Hint: Kepler's laws of motion for planets are three scientific laws describing the motion of planets around the Sun. Kepler’s third law has improved the model of Copernicus.

Formula used: Kepler’s third law: \[T\propto {{r}^{\dfrac{3}{2}}}\] where, T = the time period and r = distance and, satellitic kinetic energy \[K=\dfrac{GMm}{2r}\], where M = mass of earth, m= mass of satellite, G = gravitational constant.
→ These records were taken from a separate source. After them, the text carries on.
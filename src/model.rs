//! Core data model for Player Turn.
//! The `Board` tracks every finger on the surface and decides, when the
//! countdown fires, which single finger gets the turn. It never touches the
//! DOM; the view feeds it samples and carries out the returned `Effect`s.

use std::collections::BTreeMap;

/// Browser touch identifier. The mouse is tracked as a pseudo-touch.
#[derive(Clone, Copy, Debug, PartialEq, Eq, PartialOrd, Ord, Hash)]
pub struct PointerId(pub i32);

impl PointerId {
    /// Browsers hand out non-negative touch identifiers, so -1 never collides.
    pub const MOUSE: PointerId = PointerId(-1);
}

#[derive(Clone, Copy, Debug, PartialEq, Eq)]
pub enum Glow {
    Red,
    Amber,
    Yellow,
    Green,
    Cyan,
    Blue,
    Indigo,
    Pink,
}

impl Glow {
    pub const ALL: [Glow; 8] = [
        Glow::Red,
        Glow::Amber,
        Glow::Yellow,
        Glow::Green,
        Glow::Cyan,
        Glow::Blue,
        Glow::Indigo,
        Glow::Pink,
    ];

    /// Bright shade, used for the gradient start and the ripple rings.
    pub fn base_rgb(self) -> (u8, u8, u8) {
        match self {
            Glow::Red => (239, 68, 68),
            Glow::Amber => (245, 158, 11),
            Glow::Yellow => (234, 179, 8),
            Glow::Green => (34, 197, 94),
            Glow::Cyan => (6, 182, 212),
            Glow::Blue => (59, 130, 246),
            Glow::Indigo => (99, 102, 241),
            Glow::Pink => (236, 72, 153),
        }
    }

    /// Darker shade for the gradient end.
    pub fn deep_rgb(self) -> (u8, u8, u8) {
        match self {
            Glow::Red => (220, 38, 38),
            Glow::Amber => (217, 119, 6),
            Glow::Yellow => (202, 138, 4),
            Glow::Green => (22, 163, 74),
            Glow::Cyan => (8, 145, 178),
            Glow::Blue => (37, 99, 235),
            Glow::Indigo => (79, 70, 229),
            Glow::Pink => (219, 39, 119),
        }
    }

    pub fn rgba(self, alpha: f64) -> String {
        let (r, g, b) = self.base_rgb();
        format!("rgba({}, {}, {}, {})", r, g, b, alpha)
    }

    pub fn gradient(self) -> String {
        let (r0, g0, b0) = self.base_rgb();
        let (r1, g1, b1) = self.deep_rgb();
        format!("linear-gradient(to right, rgb({r0}, {g0}, {b0}), rgb({r1}, {g1}, {b1}))")
    }
}

#[derive(Clone, Copy, Debug, PartialEq)]
pub struct TouchPoint {
    pub id: PointerId,
    /// Position relative to the top-left corner of the tracking surface.
    pub x: f64,
    pub y: f64,
    pub glow: Glow,
}

/// One changed touch, still in client (viewport) coordinates.
#[derive(Clone, Copy, Debug, PartialEq)]
pub struct TouchSample {
    pub id: PointerId,
    pub client_x: f64,
    pub client_y: f64,
}

#[derive(Clone, Copy, Debug, PartialEq, Eq)]
pub enum Phase {
    /// Accepting touches.
    Open,
    /// A finger has been chosen; input is ignored until release.
    Revealing,
}

#[derive(Clone, Copy, Debug, PartialEq, Eq)]
pub enum Cue {
    Touch,
    Chosen,
}

/// Side effects the view must carry out after a board transition.
#[derive(Clone, Copy, Debug, PartialEq, Eq)]
pub enum Effect {
    /// (Re)start the pick countdown, cancelling any pending one.
    ArmPick,
    /// Cancel the pick countdown.
    DisarmPick,
    /// Start the timer that ends the reveal.
    ArmRelease,
    Play(Cue),
}

/// Uniform random index source.
pub trait Dice {
    /// Returns an index in `0..n`. `n` is never zero.
    fn below(&mut self, n: usize) -> usize;
}

/// `Math.random()` backed dice for the browser.
#[derive(Clone, Copy, Debug, Default)]
pub struct JsDice;

impl Dice for JsDice {
    fn below(&mut self, n: usize) -> usize {
        let i = (js_sys::Math::random() * n as f64).floor() as usize;
        i.min(n - 1)
    }
}

/// Picks a palette entry no current point uses, or any entry once all eight are taken.
pub fn unique_glow<'a>(
    points: impl IntoIterator<Item = &'a TouchPoint>,
    dice: &mut impl Dice,
) -> Glow {
    let used: Vec<Glow> = points.into_iter().map(|p| p.glow).collect();
    let available: Vec<Glow> = Glow::ALL
        .iter()
        .copied()
        .filter(|g| !used.contains(g))
        .collect();
    if available.is_empty() {
        Glow::ALL[dice.below(Glow::ALL.len())]
    } else {
        available[dice.below(available.len())]
    }
}

#[derive(Clone, Debug, PartialEq)]
pub struct Board {
    points: BTreeMap<PointerId, TouchPoint>,
    /// Bumped each time the countdown is armed; keys the progress bar.
    round: u32,
    phase: Phase,
}

impl Default for Board {
    fn default() -> Self {
        Self {
            points: BTreeMap::new(),
            round: 0,
            phase: Phase::Open,
        }
    }
}

impl Board {
    pub fn points(&self) -> impl Iterator<Item = &TouchPoint> {
        self.points.values()
    }

    pub fn len(&self) -> usize {
        self.points.len()
    }

    pub fn is_empty(&self) -> bool {
        self.points.is_empty()
    }

    pub fn round(&self) -> u32 {
        self.round
    }

    pub fn phase(&self) -> Phase {
        self.phase
    }

    /// The finger that won the last pick, while it is being shown.
    pub fn chosen(&self) -> Option<PointerId> {
        match self.phase {
            Phase::Revealing => self.points.keys().next().copied(),
            Phase::Open => None,
        }
    }

    pub fn show_progress(&self) -> bool {
        self.round > 0 && !self.points.is_empty()
    }

    /// New fingers down. `origin` is the surface's top-left in client coordinates.
    pub fn press(
        &mut self,
        samples: &[TouchSample],
        origin: (f64, f64),
        dice: &mut impl Dice,
    ) -> Vec<Effect> {
        if self.phase == Phase::Revealing || samples.is_empty() {
            return Vec::new();
        }
        for s in samples {
            let glow = unique_glow(self.points.values(), dice);
            self.points.insert(
                s.id,
                TouchPoint {
                    id: s.id,
                    x: s.client_x - origin.0,
                    y: s.client_y - origin.1,
                    glow,
                },
            );
        }
        self.round = self.round.saturating_add(1);
        vec![Effect::ArmPick, Effect::Play(Cue::Touch)]
    }

    /// Fingers moved. Unknown ids are ignored.
    pub fn drag(&mut self, samples: &[TouchSample], origin: (f64, f64)) {
        if self.phase == Phase::Revealing {
            return;
        }
        for s in samples {
            if let Some(p) = self.points.get_mut(&s.id) {
                p.x = s.client_x - origin.0;
                p.y = s.client_y - origin.1;
            }
        }
    }

    /// Fingers lifted or cancelled.
    pub fn lift(&mut self, samples: &[TouchSample]) -> Vec<Effect> {
        if self.phase == Phase::Revealing {
            return Vec::new();
        }
        for s in samples {
            self.points.remove(&s.id);
        }
        if self.points.is_empty() {
            vec![Effect::DisarmPick]
        } else {
            Vec::new()
        }
    }

    /// Countdown elapsed: keep one random finger and start the reveal.
    pub fn pick(&mut self, dice: &mut impl Dice) -> Vec<Effect> {
        if self.phase == Phase::Revealing || self.points.is_empty() {
            return Vec::new();
        }
        if self.points.len() > 1 {
            let winner = dice.below(self.points.len());
            let keep = self.points.keys().nth(winner).copied();
            self.points.retain(|id, _| Some(*id) == keep);
        }
        self.round = 0;
        self.phase = Phase::Revealing;
        vec![Effect::Play(Cue::Chosen), Effect::ArmRelease]
    }

    /// Reveal over: wipe the surface and accept input again.
    pub fn release(&mut self) {
        self.points.clear();
        self.phase = Phase::Open;
    }
}

#[cfg(test)]
mod tests {
    use super::*;
    use std::collections::VecDeque;

    /// Replays scripted rolls, clamped into range.
    struct Scripted(VecDeque<usize>);

    impl Scripted {
        fn new(rolls: &[usize]) -> Self {
            Self(rolls.iter().copied().collect())
        }
    }

    impl Dice for Scripted {
        fn below(&mut self, n: usize) -> usize {
            self.0.pop_front().unwrap_or(0).min(n - 1)
        }
    }

    fn sample(id: i32, x: f64, y: f64) -> TouchSample {
        TouchSample {
            id: PointerId(id),
            client_x: x,
            client_y: y,
        }
    }

    #[test]
    fn press_offsets_by_origin_and_arms_countdown() {
        let mut board = Board::default();
        let fx = board.press(&[sample(3, 110.0, 60.0)], (10.0, 20.0), &mut Scripted::new(&[]));
        assert_eq!(fx, vec![Effect::ArmPick, Effect::Play(Cue::Touch)]);
        let p = board.points().next().unwrap();
        assert_eq!((p.x, p.y), (100.0, 40.0));
        assert_eq!(board.round(), 1);
        assert!(board.show_progress());
    }

    #[test]
    fn press_without_samples_changes_nothing() {
        let mut board = Board::default();
        assert!(board.press(&[], (0.0, 0.0), &mut Scripted::new(&[])).is_empty());
        assert_eq!(board.round(), 0);
        assert!(board.is_empty());
        assert!(!board.show_progress());
    }

    #[test]
    fn repress_replaces_existing_point() {
        let mut board = Board::default();
        let mut dice = Scripted::new(&[]);
        board.press(&[sample(1, 10.0, 10.0)], (0.0, 0.0), &mut dice);
        board.press(&[sample(1, 40.0, 50.0)], (0.0, 0.0), &mut dice);
        assert_eq!(board.len(), 1);
        let p = board.points().next().unwrap();
        assert_eq!((p.x, p.y), (40.0, 50.0));
        // The old entry still counts as used when the new glow is drawn.
        assert_eq!(p.glow, Glow::Amber);
        assert_eq!(board.round(), 2);
    }

    #[test]
    fn every_press_starts_a_new_round() {
        let mut board = Board::default();
        let mut dice = Scripted::new(&[]);
        board.press(&[sample(0, 0.0, 0.0)], (0.0, 0.0), &mut dice);
        board.press(&[sample(1, 5.0, 5.0), sample(2, 9.0, 9.0)], (0.0, 0.0), &mut dice);
        assert_eq!(board.round(), 2);
        assert_eq!(board.len(), 3);
    }

    #[test]
    fn glows_stay_distinct_within_one_event() {
        let mut board = Board::default();
        let samples: Vec<_> = (0..8).map(|i| sample(i, 0.0, 0.0)).collect();
        board.press(&samples, (0.0, 0.0), &mut Scripted::new(&[]));
        let glows: Vec<_> = board.points().map(|p| p.glow).collect();
        assert!(Glow::ALL.iter().all(|g| glows.iter().filter(|x| *x == g).count() == 1));
    }

    #[test]
    fn unique_glow_skips_used_colors() {
        let used = [
            TouchPoint { id: PointerId(0), x: 0.0, y: 0.0, glow: Glow::Red },
            TouchPoint { id: PointerId(1), x: 0.0, y: 0.0, glow: Glow::Amber },
        ];
        assert_eq!(unique_glow(&used, &mut Scripted::new(&[0])), Glow::Yellow);
        assert_eq!(unique_glow(&used, &mut Scripted::new(&[5])), Glow::Pink);
    }

    #[test]
    fn unique_glow_falls_back_to_full_palette() {
        let used: Vec<_> = Glow::ALL
            .iter()
            .enumerate()
            .map(|(i, g)| TouchPoint { id: PointerId(i as i32), x: 0.0, y: 0.0, glow: *g })
            .collect();
        assert_eq!(unique_glow(&used, &mut Scripted::new(&[2])), Glow::Yellow);
    }

    #[test]
    fn drag_moves_known_points_only() {
        let mut board = Board::default();
        board.press(&[sample(1, 10.0, 10.0)], (0.0, 0.0), &mut Scripted::new(&[]));
        board.drag(&[sample(1, 30.0, 40.0), sample(9, 1.0, 1.0)], (10.0, 10.0));
        assert_eq!(board.len(), 1);
        let p = board.points().next().unwrap();
        assert_eq!((p.x, p.y), (20.0, 30.0));
    }

    #[test]
    fn lifting_last_finger_disarms() {
        let mut board = Board::default();
        let mut dice = Scripted::new(&[]);
        board.press(&[sample(1, 0.0, 0.0), sample(2, 0.0, 0.0)], (0.0, 0.0), &mut dice);
        assert!(board.lift(&[sample(1, 0.0, 0.0)]).is_empty());
        assert_eq!(board.lift(&[sample(2, 0.0, 0.0)]), vec![Effect::DisarmPick]);
        assert!(!board.show_progress());
    }

    #[test]
    fn pick_keeps_exactly_one() {
        let mut board = Board::default();
        let samples: Vec<_> = (10..14).map(|i| sample(i, 0.0, 0.0)).collect();
        board.press(&samples, (0.0, 0.0), &mut Scripted::new(&[]));
        let fx = board.pick(&mut Scripted::new(&[2]));
        assert_eq!(fx, vec![Effect::Play(Cue::Chosen), Effect::ArmRelease]);
        assert_eq!(board.len(), 1);
        assert_eq!(board.chosen(), Some(PointerId(12)));
        assert_eq!(board.phase(), Phase::Revealing);
        assert_eq!(board.round(), 0);
        assert!(!board.show_progress());
    }

    #[test]
    fn single_finger_is_chosen() {
        let mut board = Board::default();
        board.press(&[sample(4, 0.0, 0.0)], (0.0, 0.0), &mut Scripted::new(&[]));
        board.pick(&mut Scripted::new(&[]));
        assert_eq!(board.chosen(), Some(PointerId(4)));
    }

    #[test]
    fn pick_on_empty_board_does_nothing() {
        let mut board = Board::default();
        assert!(board.pick(&mut Scripted::new(&[])).is_empty());
        assert_eq!(board.phase(), Phase::Open);
    }

    #[test]
    fn input_is_frozen_while_revealing() {
        let mut board = Board::default();
        let mut dice = Scripted::new(&[]);
        board.press(&[sample(1, 0.0, 0.0), sample(2, 0.0, 0.0)], (0.0, 0.0), &mut dice);
        board.pick(&mut Scripted::new(&[0]));
        let frozen = board.clone();
        assert!(board.press(&[sample(3, 0.0, 0.0)], (0.0, 0.0), &mut dice).is_empty());
        board.drag(&[sample(1, 50.0, 50.0)], (0.0, 0.0));
        assert!(board.lift(&[sample(1, 0.0, 0.0)]).is_empty());
        assert!(board.pick(&mut dice).is_empty());
        assert_eq!(board, frozen);
    }

    #[test]
    fn release_clears_and_reopens() {
        let mut board = Board::default();
        let mut dice = Scripted::new(&[]);
        board.press(&[sample(1, 0.0, 0.0)], (0.0, 0.0), &mut dice);
        board.pick(&mut dice);
        board.release();
        assert!(board.is_empty());
        assert_eq!(board.phase(), Phase::Open);
        assert_eq!(board.chosen(), None);
        assert_eq!(board.press(&[sample(7, 0.0, 0.0)], (0.0, 0.0), &mut dice).len(), 2);
    }

    #[test]
    fn glow_colors_render_as_css() {
        assert_eq!(Glow::Red.rgba(0.3), "rgba(239, 68, 68, 0.3)");
        assert_eq!(
            Glow::Blue.gradient(),
            "linear-gradient(to right, rgb(59, 130, 246), rgb(37, 99, 235))"
        );
    }
}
Complete step by step solution:
We have to use Kepler’s third law which is given by,
\[\begin{align}
  & T\propto {{r}^{\dfrac{3}{2}}} \\
 & \Rightarrow r\propto {{T}^{\dfrac{2}{3}}}............(i) \\
\end{align}\]
Now, from kinetic energy formula we get,
\[K=\dfrac{GMm}{2r}\] which means \[K\propto \dfrac{1}{r}...................(ii)\]
Substituting, equation (i) in (ii) we get,
\[K\propto \dfrac{1}{{{T}^{\dfrac{2}{3}}}}\propto {{T}^{-\dfrac{2}{3}}}\]

So, the answer is option D.

Note: Kepler's laws of motion for planets is the concept dealing with the distance of planets from the sun and their orbital periods.